### EXERCISE DETAILS
An exact, complete copy of the entries is what is needed.

(Beginning of MATERIAL SUPPLIED)

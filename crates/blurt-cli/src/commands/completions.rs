use std::io::{self, Write};
use std::path::PathBuf;

use clap::CommandFactory;
use clap_complete::{generate, Shell};

use crate::cli::{Cli, CompletionShell};
use crate::error::CliError;

pub fn run_completions(shell: CompletionShell, output: Option<PathBuf>) -> Result<(), CliError> {
    let script = generate_for_shell(shell);
    match output {
        Some(path) => {
            std::fs::write(&path, script)?;
            println!("Wrote {} completions to {}", shell_name(shell), path.display());
        }
        None => {
            io::stdout().write_all(script.as_bytes())?;
        }
    }
    Ok(())
}

pub fn generate_for_shell(shell: CompletionShell) -> String {
    let target: Shell = match shell {
        CompletionShell::Bash => Shell::Bash,
        CompletionShell::Zsh => Shell::Zsh,
        CompletionShell::Fish => Shell::Fish,
    };

    let mut command = Cli::command();
    let mut buffer = Vec::new();
    generate(target, &mut command, "blurt", &mut buffer);
    String::from_utf8_lossy(&buffer).into_owned()
}

const fn shell_name(shell: CompletionShell) -> &'static str {
    match shell {
        CompletionShell::Bash => "bash",
        CompletionShell::Zsh => "zsh",
        CompletionShell::Fish => "fish",
    }
}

(End of MATERIAL SUPPLIED)

### ANSWER TO THIS PROBLEM
filename crates/blurt-cli/src/commands/completions.rs
use std::io::{self, Write};
use std::path::PathBuf;

use clap::CommandFactory;
use clap_complete::{generate, Shell};

use crate::cli::{Cli, CompletionShell};
use crate::error::CliError;

pub fn run_completions(shell: CompletionShell, output: Option<PathBuf>) -> Result<(), CliError> {
    let script = generate_for_shell(shell);
    match output {
        Some(path) => {
            std::fs::write(&path, script)?;
            println!("Wrote {} completions to {}", shell_name(shell), path.display());
        }
        None => {
            io::stdout().write_all(script.as_bytes())?;
        }
    }
    Ok(())
}

pub fn generate_for_shell(shell: CompletionShell) -> String {
    let target: Shell = match shell {
        CompletionShell::Bash => Shell::Bash,
        CompletionShell::Zsh => Shell::Zsh,
        CompletionShell::Fish => Shell::Fish,
    };

    let mut command = Cli::command();
    let mut buffer = Vec::new();
    generate(target, &mut command, "blurt", &mut buffer);
    String::from_utf8_lossy(&buffer).into_owned()
}

const fn shell_name(shell: CompletionShell) -> &'static str {
    match shell {
        CompletionShell::Bash => "bash",
        CompletionShell::Zsh => "zsh",
        CompletionShell::Fish => "fish",
    }
}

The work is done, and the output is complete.